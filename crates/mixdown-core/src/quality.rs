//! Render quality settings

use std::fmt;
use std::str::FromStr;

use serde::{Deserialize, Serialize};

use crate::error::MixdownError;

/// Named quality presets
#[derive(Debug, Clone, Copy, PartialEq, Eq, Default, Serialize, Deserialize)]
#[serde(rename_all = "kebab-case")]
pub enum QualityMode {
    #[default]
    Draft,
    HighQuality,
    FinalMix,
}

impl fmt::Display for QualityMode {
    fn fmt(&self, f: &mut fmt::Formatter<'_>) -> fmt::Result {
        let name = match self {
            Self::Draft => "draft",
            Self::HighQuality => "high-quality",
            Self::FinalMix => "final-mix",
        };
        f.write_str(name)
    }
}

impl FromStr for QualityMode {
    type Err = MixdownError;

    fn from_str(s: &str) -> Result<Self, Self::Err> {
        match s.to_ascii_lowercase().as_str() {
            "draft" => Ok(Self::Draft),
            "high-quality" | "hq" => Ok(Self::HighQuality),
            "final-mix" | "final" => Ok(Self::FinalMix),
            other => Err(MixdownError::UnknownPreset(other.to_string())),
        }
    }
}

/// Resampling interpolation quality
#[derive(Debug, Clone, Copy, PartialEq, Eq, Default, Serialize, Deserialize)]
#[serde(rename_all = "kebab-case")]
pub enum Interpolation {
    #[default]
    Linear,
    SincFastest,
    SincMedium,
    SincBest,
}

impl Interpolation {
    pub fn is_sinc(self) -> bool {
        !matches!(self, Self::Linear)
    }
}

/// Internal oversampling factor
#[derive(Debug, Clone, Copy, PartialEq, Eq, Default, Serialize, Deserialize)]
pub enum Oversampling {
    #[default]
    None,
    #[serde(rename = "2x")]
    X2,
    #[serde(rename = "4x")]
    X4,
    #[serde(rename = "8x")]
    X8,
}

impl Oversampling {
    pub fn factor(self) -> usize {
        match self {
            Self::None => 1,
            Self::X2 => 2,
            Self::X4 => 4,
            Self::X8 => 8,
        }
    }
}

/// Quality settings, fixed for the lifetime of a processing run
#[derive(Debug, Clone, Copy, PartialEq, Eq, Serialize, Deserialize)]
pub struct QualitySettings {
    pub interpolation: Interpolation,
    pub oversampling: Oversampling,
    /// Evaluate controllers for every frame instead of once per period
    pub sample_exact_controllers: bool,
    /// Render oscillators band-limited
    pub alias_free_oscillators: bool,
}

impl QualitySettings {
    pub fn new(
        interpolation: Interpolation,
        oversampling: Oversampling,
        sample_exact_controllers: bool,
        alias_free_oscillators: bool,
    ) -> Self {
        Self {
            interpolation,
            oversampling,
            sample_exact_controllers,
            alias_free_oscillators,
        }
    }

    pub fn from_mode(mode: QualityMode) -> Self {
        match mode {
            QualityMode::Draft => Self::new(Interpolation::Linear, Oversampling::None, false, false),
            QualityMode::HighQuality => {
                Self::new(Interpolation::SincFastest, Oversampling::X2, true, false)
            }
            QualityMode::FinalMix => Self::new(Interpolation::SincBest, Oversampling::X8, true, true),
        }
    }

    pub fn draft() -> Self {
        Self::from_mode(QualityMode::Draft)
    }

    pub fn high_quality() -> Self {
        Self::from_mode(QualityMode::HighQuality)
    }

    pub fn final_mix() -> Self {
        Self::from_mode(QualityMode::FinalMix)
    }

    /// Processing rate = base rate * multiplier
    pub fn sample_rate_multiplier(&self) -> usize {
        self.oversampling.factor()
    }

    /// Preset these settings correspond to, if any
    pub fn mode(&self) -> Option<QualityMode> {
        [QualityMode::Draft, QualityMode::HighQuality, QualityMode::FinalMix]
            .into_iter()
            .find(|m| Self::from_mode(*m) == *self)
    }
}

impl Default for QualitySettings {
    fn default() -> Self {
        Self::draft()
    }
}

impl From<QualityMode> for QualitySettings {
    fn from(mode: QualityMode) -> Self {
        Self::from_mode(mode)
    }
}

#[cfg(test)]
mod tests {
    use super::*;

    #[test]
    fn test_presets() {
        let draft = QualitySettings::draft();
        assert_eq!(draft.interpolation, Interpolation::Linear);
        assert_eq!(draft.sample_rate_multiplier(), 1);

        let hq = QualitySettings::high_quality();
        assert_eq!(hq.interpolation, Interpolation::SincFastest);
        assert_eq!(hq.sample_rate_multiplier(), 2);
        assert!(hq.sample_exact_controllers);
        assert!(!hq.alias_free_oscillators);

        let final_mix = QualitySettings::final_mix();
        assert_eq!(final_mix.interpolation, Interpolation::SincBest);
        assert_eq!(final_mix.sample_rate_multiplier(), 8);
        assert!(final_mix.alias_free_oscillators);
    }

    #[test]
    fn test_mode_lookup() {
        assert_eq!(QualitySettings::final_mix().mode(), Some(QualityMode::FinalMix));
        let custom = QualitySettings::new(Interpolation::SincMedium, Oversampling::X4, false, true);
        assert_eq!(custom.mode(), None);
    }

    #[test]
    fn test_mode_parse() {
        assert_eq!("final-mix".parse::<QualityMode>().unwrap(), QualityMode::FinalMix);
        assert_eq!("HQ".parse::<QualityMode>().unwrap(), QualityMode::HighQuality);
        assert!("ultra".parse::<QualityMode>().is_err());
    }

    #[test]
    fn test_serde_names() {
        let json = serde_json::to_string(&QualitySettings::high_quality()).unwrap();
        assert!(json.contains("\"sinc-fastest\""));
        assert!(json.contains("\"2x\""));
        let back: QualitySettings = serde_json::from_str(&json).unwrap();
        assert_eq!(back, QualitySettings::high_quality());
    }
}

# # # # #

Exercise goal: In the material above, find each line that contains the word "usize", and select it.

Answer below:
    pub fn factor(self) -> usize {
    pub fn sample_rate_multiplier(&self) -> usize {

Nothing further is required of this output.